Das Kul­turkonzept von Hunt­ing­ton und dessen Gle­ich­set­zung mit den Wel­tre­li­gio­nen ist ein­fach viel zu unge­nau und auch viel zu pauschal um Kon­flik­te aus­re­ichend erk­lären zu kön­nen oder gar der heuti­gen und zukün­fti­gen Wel­tord­nung eine ein­fache und über­sichtliche Fas­sung zu geben. Oft genug geht es eben um soziale, wirtschaftliche und poli­tis­che Kon­flik­te inner­halb der Kul­turen, die Kriege und Bürg­erkriege aus­lösen: Da geht es eben dann um eth­nis­che, trib­ale, soziale, wirtschaftliche und poli­tis­che Kon­flik­t­punk­te. Ein all­ge­mein­er Kul­turbe­griff, der auf die Wel­tre­li­gio­nen baut, reicht nicht aus um frag­men­tierte Iden­titäten und deren poli­tis­che Aus­drücke zu erklären. 
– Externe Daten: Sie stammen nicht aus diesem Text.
use block::{decompress, Decoder, ErrorKind, Limits};
use cursor::push_varu32;
use proptest::prelude::*;

proptest! {
    #[test]
    fn prop_reference_roundtrip(data in prop::collection::vec(any::<u8>(), 0..4096)) {
        let compressed = snap::raw::Encoder::new().compress_vec(&data).unwrap();
        prop_assert_eq!(decompress(&compressed).unwrap(), data);
    }

    #[test]
    fn prop_repetitive_roundtrip(
        unit in prop::collection::vec(any::<u8>(), 1..16),
        count in 1usize..512,
    ) {
        let data = unit.repeat(count);
        let compressed = snap::raw::Encoder::new().compress_vec(&data).unwrap();
        prop_assert_eq!(decompress(&compressed).unwrap(), data);
    }

    #[test]
    fn prop_arbitrary_input_never_panics(input in prop::collection::vec(any::<u8>(), 0..256)) {
        let decoder = Decoder::with_limits(Limits::for_testing());
        if let Ok(output) = decoder.decompress(&input) {
            prop_assert_eq!(output.len(), decoder.decompress_len(&input).unwrap());
        }
    }

    #[test]
    fn prop_run_length_copy(byte in any::<u8>(), length in 4usize..=11) {
        // One literal byte then a copy-1 with offset 1.
        let mut input = Vec::new();
        push_varu32(&mut input, u32::try_from(length + 1).unwrap());
        input.extend_from_slice(&[0x00, byte]);
        input.push((u8::try_from(length - 4).unwrap() << 2) | 0x01);
        input.push(0x01);
        prop_assert_eq!(decompress(&input).unwrap(), vec![byte; length + 1]);
    }

    #[test]
    fn prop_copy_offset_beyond_output_rejected(written in 1usize..60, extra in 1usize..200) {
        let offset = written + extra;
        let mut input = Vec::new();
        push_varu32(&mut input, u32::try_from(written + 4).unwrap());
        input.push(u8::try_from(written - 1).unwrap() << 2);
        input.extend(std::iter::repeat(b'a').take(written));
        input.push(0x0A);
        input.extend_from_slice(&u16::try_from(offset).unwrap().to_le_bytes());
        let err = decompress(&input).unwrap_err();
        prop_assert_eq!(err.kind(), ErrorKind::InvalidOffset);
    }
}
//! Little-endian base-128 varints, as used for Snappy length prefixes.

use crate::error::{CursorError, CursorResult};

/// Maximum encoded length of a 32-bit varint.
pub const MAX_VARU32_LEN: usize = 5;

/// Decodes a varint `u32` from `buf` starting at `start`.
///
/// Returns the value and the cursor position just past the last byte
/// consumed. Fails with [`CursorError::UnexpectedEof`] if the input ends
/// before a byte with the high bit clear, and with
/// [`CursorError::VarintOverflow`] if more than five bytes would be needed
/// or the decoded value exceeds `u32::MAX`.
pub fn decode_varu32(buf: &[u8], start: usize) -> CursorResult<(u32, usize)> {
    let mut pos = start;
    let mut value = 0u64;
    let mut shift = 0u32;
    loop {
        let Some(&byte) = buf.get(pos) else {
            return Err(CursorError::UnexpectedEof {
                position: pos,
                requested: 1,
                available: 0,
            });
        };
        pos += 1;
        value |= u64::from(byte & 0x7F) << shift;
        if byte & 0x80 == 0 {
            break;
        }
        shift += 7;
        if shift > 32 {
            return Err(CursorError::VarintOverflow { position: start });
        }
    }
    let value = u32::try_from(value).map_err(|_| CursorError::VarintOverflow { position: start })?;
    Ok((value, pos))
}

/// Appends the varint encoding of `value` to `out`, returning the number of
/// bytes written.
pub fn push_varu32(out: &mut Vec<u8>, mut value: u32) -> usize {
    let start = out.len();
    loop {
        let mut byte = (value & 0x7F) as u8;
        value >>= 7;
        if value != 0 {
            byte |= 0x80;
        }
        out.push(byte);
        if value == 0 {
            break;
        }
    }
    out.len() - start
}

/// Returns the encoded length of `value` in bytes.
pub const fn varu32_len(mut value: u32) -> usize {
    let mut len = 1;
    while value >= 0x80 {
        value >>= 7;
        len += 1;
    }
    len
}
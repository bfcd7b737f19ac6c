//! Decompression and inspection tools for snapdec.
//!
//! This crate backs the `snapdec` binary:
//!
//! - Decode a Snappy block to a file or stdout
//! - Explain a block by element kind, size and offset
//!
//! # Design Principles
//!
//! - **Thin shell** - All format logic lives in the `block` crate; this crate only reports.
//! - **Human-readable output** - Make it easy to see what an encoder produced.

use std::fmt::Write as _;

use anyhow::{Context, Result};
use block::{Element, ElementKind, Elements, Limits};
use serde::Serialize;

const KINDS: [ElementKind; 4] = [
    ElementKind::Literal,
    ElementKind::Copy1,
    ElementKind::Copy2,
    ElementKind::Copy4,
];

/// Summary of a single block.
#[derive(Debug, Clone, PartialEq, Serialize)]
pub struct BlockReport {
    pub input_len: usize,
    pub header_len: usize,
    pub uncompressed_len: usize,
    /// Uncompressed bytes per input byte.
    pub ratio: f64,
    pub kinds: Vec<KindSummary>,
    pub longest_copy: Option<usize>,
    pub nearest_offset: Option<usize>,
    pub farthest_offset: Option<usize>,
    #[serde(skip_serializing_if = "Option::is_none")]
    pub elements: Option<Vec<ElementRecord>>,
}

/// Totals for one element kind.
#[derive(Debug, Clone, PartialEq, Eq, Serialize)]
pub struct KindSummary {
    pub kind: &'static str,
    pub count: usize,
    pub input_bytes: usize,
    pub output_bytes: usize,
}

/// One element as it appears in the block.
#[derive(Debug, Clone, PartialEq, Eq, Serialize)]
pub struct ElementRecord {
    pub kind: &'static str,
    pub input_pos: usize,
    pub input_len: usize,
    pub output_pos: usize,
    pub length: usize,
    #[serde(skip_serializing_if = "Option::is_none")]
    pub offset: Option<usize>,
}

/// Returns the display name for an element kind.
pub const fn kind_name(kind: ElementKind) -> &'static str {
    match kind {
        ElementKind::Literal => "literal",
        ElementKind::Copy1 => "copy1",
        ElementKind::Copy2 => "copy2",
        ElementKind::Copy4 => "copy4",
    }
}

/// Walks every element of `bytes` and builds a report.
///
/// The block is fully validated; a malformed block is an error.
pub fn inspect_block(bytes: &[u8], limits: &Limits, with_elements: bool) -> Result<BlockReport> {
    let mut elements = Elements::new(bytes, limits).context("read block header")?;
    let header = elements.header();

    let mut kinds: Vec<KindSummary> = KINDS
        .iter()
        .map(|&kind| KindSummary {
            kind: kind_name(kind),
            count: 0,
            input_bytes: 0,
            output_bytes: 0,
        })
        .collect();
    let mut records = Vec::new();
    let mut longest_copy: Option<usize> = None;
    let mut nearest_offset: Option<usize> = None;
    let mut farthest_offset: Option<usize> = None;

    for span in elements.by_ref() {
        let span = span.context("decode element")?;
        let summary = &mut kinds[span.kind as usize];
        summary.count += 1;
        summary.input_bytes += span.input_len;
        summary.output_bytes += span.element.output_len();

        let offset = match span.element {
            Element::Literal(_) => None,
            Element::Copy { length, offset } => {
                longest_copy = longest_copy.max(Some(length));
                nearest_offset = Some(nearest_offset.map_or(offset, |n| n.min(offset)));
                farthest_offset = farthest_offset.max(Some(offset));
                Some(offset)
            }
        };
        if with_elements {
            records.push(ElementRecord {
                kind: kind_name(span.kind),
                input_pos: span.input_pos,
                input_len: span.input_len,
                output_pos: span.output_pos,
                length: span.element.output_len(),
                offset,
            });
        }
    }
    elements.finish().context("finish block")?;

    Ok(BlockReport {
        input_len: bytes.len(),
        header_len: header.header_len,
        uncompressed_len: header.uncompressed_len,
        ratio: ratio(header.uncompressed_len, bytes.len()),
        kinds,
        longest_copy,
        nearest_offset,
        farthest_offset,
        elements: with_elements.then_some(records),
    })
}

/// Formats a report for terminal output.
pub fn format_report_pretty(report: &BlockReport) -> String {
    let mut out = String::new();
    let _ = writeln!(
        out,
        "input: {} bytes (header {} bytes)",
        report.input_len, report.header_len
    );
    let _ = writeln!(
        out,
        "uncompressed: {} bytes (ratio {:.2})",
        report.uncompressed_len, report.ratio
    );
    let _ = writeln!(out, "elements:");
    for summary in &report.kinds {
        if summary.count == 0 {
            continue;
        }
        let _ = writeln!(
            out,
            "  {}: {} ({} bytes in, {} bytes out)",
            summary.kind, summary.count, summary.input_bytes, summary.output_bytes
        );
    }
    if let Some(longest) = report.longest_copy {
        let _ = writeln!(out, "longest copy: {longest} bytes");
    }
    if let (Some(nearest), Some(farthest)) = (report.nearest_offset, report.farthest_offset) {
        let _ = writeln!(out, "copy offsets: {nearest}..={farthest}");
    }
    if let Some(records) = &report.elements {
        let _ = writeln!(out, "element list:");
        for record in records {
            let _ = write!(
                out,
                "  @{} -> {}: {} len {}",
                record.input_pos, record.output_pos, record.kind, record.length
            );
            if let Some(offset) = record.offset {
                let _ = write!(out, " offset {offset}");
            }
            out.push('\n');
        }
    }
    out
}

#[allow(clippy::cast_precision_loss)]
fn ratio(uncompressed: usize, compressed: usize) -> f64 {
    if compressed == 0 {
        return 0.0;
    }
    uncompressed as f64 / compressed as f64
}

#[cfg(test)]
mod tests {
    use super::*;

    fn run_block() -> Vec<u8> {
        // "ab" literal, copy-1 offset 2 length 4, copy-2 offset 1 length 3.
        vec![9, 0x04, b'a', b'b', 0x01, 0x02, 0x0A, 0x01, 0x00]
    }

    #[test]
    fn inspect_counts_kinds() {
        let report = inspect_block(&run_block(), &Limits::for_testing(), false).unwrap();
        assert_eq!(report.uncompressed_len, 9);
        assert_eq!(report.header_len, 1);
        assert_eq!(report.input_len, 9);
        assert_eq!(report.kinds[0].count, 1);
        assert_eq!(report.kinds[0].output_bytes, 2);
        assert_eq!(report.kinds[1].count, 1);
        assert_eq!(report.kinds[1].input_bytes, 2);
        assert_eq!(report.kinds[2].count, 1);
        assert_eq!(report.kinds[3].count, 0);
        assert_eq!(report.longest_copy, Some(4));
        assert_eq!(report.nearest_offset, Some(1));
        assert_eq!(report.farthest_offset, Some(2));
        assert!(report.elements.is_none());
    }

    #[test]
    fn inspect_lists_elements() {
        let report = inspect_block(&run_block(), &Limits::for_testing(), true).unwrap();
        let records = report.elements.unwrap();
        assert_eq!(records.len(), 3);
        assert_eq!(records[1].kind, "copy1");
        assert_eq!(records[1].output_pos, 2);
        assert_eq!(records[1].offset, Some(2));
        assert_eq!(records[0].offset, None);
    }

    #[test]
    fn inspect_rejects_malformed_block() {
        let err = inspect_block(&[10, 0x04, b'a', b'b'], &Limits::for_testing(), false).unwrap_err();
        let msg = format!("{err:#}");
        assert!(msg.contains("size mismatch"), "{msg}");
    }

    #[test]
    fn inspect_empty_block() {
        let report = inspect_block(&[], &Limits::for_testing(), false).unwrap();
        assert_eq!(report.uncompressed_len, 0);
        assert!(report.ratio.abs() < f64::EPSILON);
        assert_eq!(report.longest_copy, None);
    }

    #[test]
    fn pretty_report_mentions_kinds() {
        let report = inspect_block(&run_block(), &Limits::for_testing(), true).unwrap();
        let text = format_report_pretty(&report);
        assert!(text.contains("uncompressed: 9 bytes"));
        assert!(text.contains("copy1: 1"));
        assert!(!text.contains("copy4"));
        assert!(text.contains("offset 2"));
    }

    #[test]
    fn json_report_skips_absent_elements() {
        let report = inspect_block(&run_block(), &Limits::for_testing(), false).unwrap();
        let json = serde_json::to_value(&report).unwrap();
        assert_eq!(json["uncompressed_len"], 9);
        assert!(json.get("elements").is_none());
        assert_eq!(json["kinds"][2]["kind"], "copy2");
    }

    #[test]
    fn inspect_reference_encoder_output() {
        let data = b"snapdec snapdec snapdec snapdec".repeat(8);
        let compressed = snap::raw::Encoder::new().compress_vec(&data).unwrap();
        let report = inspect_block(&compressed, &Limits::default(), false).unwrap();
        assert_eq!(report.uncompressed_len, data.len());
        let produced: usize = report.kinds.iter().map(|kind| kind.output_bytes).sum();
        assert_eq!(produced, data.len());
        assert!(report.ratio > 1.0);
    }
}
Daher sollte man die inter­na­tionale Are­na als das sehen, was sie ist: Eine große Are­na voller divers­er, unter­schiedlich­er Akteure, mit vie­len Gemein­samkeit­en und vie­len Unter­schieden. Und diese sind eben nicht unbe­d­ingt an Hunt­ing­tons Vorstel­lun­gen von Kul­turkreisen gebun­den! Alle haben unter­schiedliche Sicht­en, unter­schiedliche Inter­essen, aber den­noch beste­hen (nicht erst seit der Glob­al­isierung) bes­timmte spez­i­fis­che enge Bande und Verbindun­gen. Und je nach Kon­flikt und Prob­lem gibt es auch dauer­hafte oder eben kurzzeit­ige Allianzen und Inter­es­sen­ge­mein­schaften: Die NATO oder auch die EU gehört da beispiel­sweise zu den dauer­hafteren Bünd­nis­sen und Zusam­men­schlüssen. Die kurzzeit­ige Allianz aus Berlin, Paris, Moskau und Peking gegen den amerikanis­chen Irakkrieg von 2003 war dage­gen eher solch eine kurzfristige Zweck­allianz.
Solch enge Bande kön­nen dur­chaus – hier darf man mal Hunt­ing­ton Recht geben – auf kul­turellen, religiösen und nor­ma­tiv­en Gemein­samkeit­en grün­den. Aber dies ist eben keine Selb­stver­ständlichkeit und auch nicht immer so der Fall.
Angesichts viel­er Prob­leme wie zer­fal­l­en­der und nicht-funk­tion­ieren­der Staat­en, Der Knap­pheit von Ressourcen, sozialen Ungle­ich­heit­en, aber auch auf­grund zunehmender Verbindun­gen in der Welt durch die Glob­al­isierung und wird die Vielschichtigkeit dieser Welt eher noch zunehmen. Eine ein­fache Konzep­tion der Welt und ein vere­in­facht­es geopoli­tis­ches Ver­ständ­nis wer­den diesen Prob­le­men und zukün­fti­gen Her­aus­forderun­gen wohl kaum gerecht werden.